Clinical aspects: AIDS patients with CD4 counts <200 cells/µl and other immunocompromised patients who have recently received corticosteroids are at risk. Patients complain of fever, cough, and dyspnea. Laboratory abnormalities include an increased LDH, decreased DLco, and a chest radiograph with bilateral hazy opacities . In AIDS patients with suspicious clinical findings and chest radiographs, demonstration of the organism is optimized by performing sputum induction followed, if negative, by bronchoalveolar lavage (4). For such patients with normal chest radiographs, a decreased DLco is followed by sputum induction, whereas a normal DLco is followed by HRCT (5). Patients with negative results are then observed. This algorithm minimizes those with false negative results. Diagnosis is usually made on cytologic specimens from induced sputum or BAL . Treatment with HAART has been associated with decreased mortality from PCP in AIDS patients requiring therapy in the ICU .

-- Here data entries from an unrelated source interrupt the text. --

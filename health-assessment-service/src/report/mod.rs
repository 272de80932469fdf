//! Read-only views of a finished assessment.
//!
//! Everything here is a pure function of the final analysis and the inputs the
//! patient gave; nothing writes back to the session.

pub mod concept_map;
pub mod infographic;
pub mod pdf;
pub mod study;

use serde::Serialize;

use crate::models::{HealthAnalysis, PatientProfile, QuestionAnswer, RiskLevel, SymptomData, non_blank};

pub const DISCLAIMER: &str = "This analysis is generated by AI. It is strictly educational and not a substitute for professional medical advice.";

const URGENT_NOTICE: &str = "URGENT: Seek immediate medical attention.";

/// Everything a finished assessment is rendered from.
#[derive(Debug, Clone, Copy)]
pub struct ReportInputs<'a> {
    pub analysis: &'a HealthAnalysis,
    pub profile: &'a PatientProfile,
    pub symptoms: &'a SymptomData,
    pub answers: &'a [QuestionAnswer],
}

/// Traffic-light colour used wherever the risk level is shown.
#[derive(Debug, Clone, Copy, PartialEq, Eq, Serialize)]
#[serde(rename_all = "snake_case")]
pub enum RiskTone {
    Green,
    Yellow,
    Red,
}

impl From<RiskLevel> for RiskTone {
    fn from(level: RiskLevel) -> Self {
        match level {
            RiskLevel::Low => RiskTone::Green,
            RiskLevel::Moderate => RiskTone::Yellow,
            RiskLevel::High => RiskTone::Red,
        }
    }
}

#[derive(Debug, Clone, PartialEq, Serialize)]
pub struct RiskBanner {
    pub level: RiskLevel,
    pub tone: RiskTone,
    pub explanation: String,
    pub urgent_notice: Option<String>,
}

#[derive(Debug, Clone, PartialEq, Serialize)]
pub struct ConditionRow {
    pub name: String,
    pub likelihood: String,
    /// Highlight the likelihood badge.
    pub most_likely: bool,
    pub relevance: String,
    pub matches: String,
    pub does_not_match: String,
}

#[derive(Debug, Clone, PartialEq, Serialize)]
pub struct HealthReportView {
    pub patient_line: String,
    pub summary: String,
    pub risk: RiskBanner,
    pub conditions: Vec<ConditionRow>,
    pub self_care_steps: Vec<String>,
    pub medication_caution: Vec<String>,
    pub red_flags: Vec<String>,
    pub disclaimer: &'static str,
}

impl HealthReportView {
    pub fn build(inputs: ReportInputs<'_>) -> Self {
        let analysis = inputs.analysis;

        Self {
            patient_line: patient_line(inputs.profile),
            summary: analysis.executive_summary.clone(),
            risk: RiskBanner {
                level: analysis.risk_score,
                tone: analysis.risk_score.into(),
                explanation: analysis.risk_explanation.clone(),
                urgent_notice: (analysis.risk_score == RiskLevel::High)
                    .then(|| URGENT_NOTICE.to_string()),
            },
            conditions: analysis
                .conditions
                .iter()
                .map(|c| ConditionRow {
                    name: c.name.clone(),
                    likelihood: c.likelihood.clone(),
                    most_likely: c.likelihood.to_lowercase().contains("most"),
                    relevance: c.relevance.clone(),
                    matches: c.matching_symptoms.join(", "),
                    does_not_match: c.non_matching_symptoms.join(", "),
                })
                .collect(),
            self_care_steps: analysis.self_care_steps.clone(),
            medication_caution: analysis.medication_caution.clone(),
            red_flags: analysis.red_flags.clone(),
            disclaimer: DISCLAIMER,
        }
    }

    pub fn to_markdown(&self) -> String {
        let urgent = self
            .risk
            .urgent_notice
            .as_ref()
            .map(|notice| format!("\n**{notice}**\n"))
            .unwrap_or_default();
        let rows: String = self
            .conditions
            .iter()
            .map(|row| {
                let likelihood = if row.most_likely {
                    format!("**{}**", row.likelihood)
                } else {
                    row.likelihood.clone()
                };
                format!(
                    "| {} | {} | {} | {} | {} |\n",
                    table_cell(&row.name),
                    table_cell(&likelihood),
                    table_cell(&row.relevance),
                    table_cell(&row.matches),
                    table_cell(&row.does_not_match)
                )
            })
            .collect();

        format!(
            "# Health Assessment
{patient}

## Summary
{summary}

## Risk: {level}
{explanation}
{urgent}
## Possible Conditions
| Condition | Likelihood | Why | Matches | Does not match |
|---|---|---|---|---|
{rows}{self_care}{caution}{red_flags}
_{disclaimer}_
",
            patient = self.patient_line,
            summary = self.summary,
            level = self.risk.level,
            explanation = self.risk.explanation,
            self_care = markdown_list("Self-Care Steps", &self.self_care_steps),
            caution = markdown_list("Medication Caution", &self.medication_caution),
            red_flags = markdown_list("When to Seek Medical Care", &self.red_flags),
            disclaimer = self.disclaimer,
        )
    }
}

fn patient_line(profile: &PatientProfile) -> String {
    let mut line = format!("Patient: {}", profile.display_name());
    if let Some(age) = non_blank(&profile.age) {
        line.push_str(&format!(" | Age: {age}"));
    }
    if let Some(gender) = non_blank(&profile.gender) {
        line.push_str(&format!(" | Gender: {gender}"));
    }
    line
}

fn table_cell(text: &str) -> String {
    text.replace('|', "\\|").replace('\n', " ")
}

fn markdown_list(title: &str, items: &[String]) -> String {
    let items: String = items.iter().map(|item| format!("- {item}\n")).collect();
    format!("\n## {title}\n{items}")
}

#[cfg(test)]
mod tests {
    use super::*;
    use crate::models::fixtures;

    fn view(analysis: &HealthAnalysis, profile: &PatientProfile) -> HealthReportView {
        HealthReportView::build(ReportInputs {
            analysis,
            profile,
            symptoms: &SymptomData::default(),
            answers: &[],
        })
    }

    #[test]
    fn report_lists_every_item() {
        let analysis = fixtures::analysis(true, 0);
        let markdown = view(&analysis, &PatientProfile::default()).to_markdown();

        for condition in &analysis.conditions {
            assert!(markdown.contains(&condition.name));
        }
        for item in analysis
            .self_care_steps
            .iter()
            .chain(&analysis.medication_caution)
            .chain(&analysis.red_flags)
        {
            assert!(markdown.contains(&format!("- {item}")));
        }
        assert!(markdown.contains("Patient: Anonymous"));
        assert!(!markdown.contains("URGENT"));
    }

    #[test]
    fn high_risk_shows_urgent_banner() {
        let mut analysis = fixtures::analysis(true, 0);
        analysis.risk_score = RiskLevel::High;
        let report = view(&analysis, &PatientProfile::default());
        assert_eq!(report.risk.tone, RiskTone::Red);
        assert!(report.to_markdown().contains("**URGENT: Seek immediate medical attention.**"));
    }

    #[test]
    fn most_likely_conditions_are_highlighted() {
        let analysis = fixtures::analysis(true, 0);
        let report = view(&analysis, &PatientProfile::default());
        assert!(report.conditions[0].most_likely);
        assert!(!report.conditions[1].most_likely);
        assert_eq!(report.conditions[1].matches, "fever, fatigue");
        assert_eq!(report.conditions[1].does_not_match, "cough");
    }

    #[test]
    fn patient_line_skips_blank_fields() {
        let profile = PatientProfile {
            name: Some("Meera".to_string()),
            age: Some("34".to_string()),
            gender: Some(" ".to_string()),
            ..PatientProfile::default()
        };
        assert_eq!(patient_line(&profile), "Patient: Meera | Age: 34");
    }
}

The classic radiographic appearance of PCP is bilateral, predominantly perihilar, hazy opacity that does not obscure the bronchovascular bundles. When lung opacity is present but does not obscure the bronchovascular bundles, the term ground-glass opacity may be used. While this term is used most extensively in reference to high-resolution computed tomographic (HRCT) findings, it may be used as a descriptor for chest radiographic findings in the appropriate circumstances. Occasionally, PCP will present as a primarily interstitial-appearing abnormality, with lines and reticulation being the dominant features. If the disease remains untreated, the ground-glass opacity may progress to air-space consolidation .
Cystic lung disease is a common manifestation of PCP. These cysts usually represent pneumatoceles, and tend to predominate in the upper lobes. Pneumatoceles due to PCP are usually thin-walled (wall thickness <1 mm) and often clustered, ranging in size from <1 cm to 5 cm. Pneumatoceles often develop within areas of ground-glass opacity, and they can become quite extensive. In patients undergoing treatment, these cysts usually resolve within 6 months. Cysts are often associated with spontaneous pneumothorax, which may be a presenting feature of PCP in 5-10% of patients [7,8,9].
Radiographic findings are usually bilateral, symmetric, and unaccompanied by pleural effusion or lymphadenopathy.
Atypical presentations are occasionally encountered, and include lobar consolidation, solitary or multiple nodules, pleural effusions, and lymphadenopathy. Less common disease distributions, such as unilateral disease or upper lobe predominance, may occasionally be encountered. Cavitation (as opposed to pneumatocele formation) of a solitary nodule due to PCP is unusual, but has been described.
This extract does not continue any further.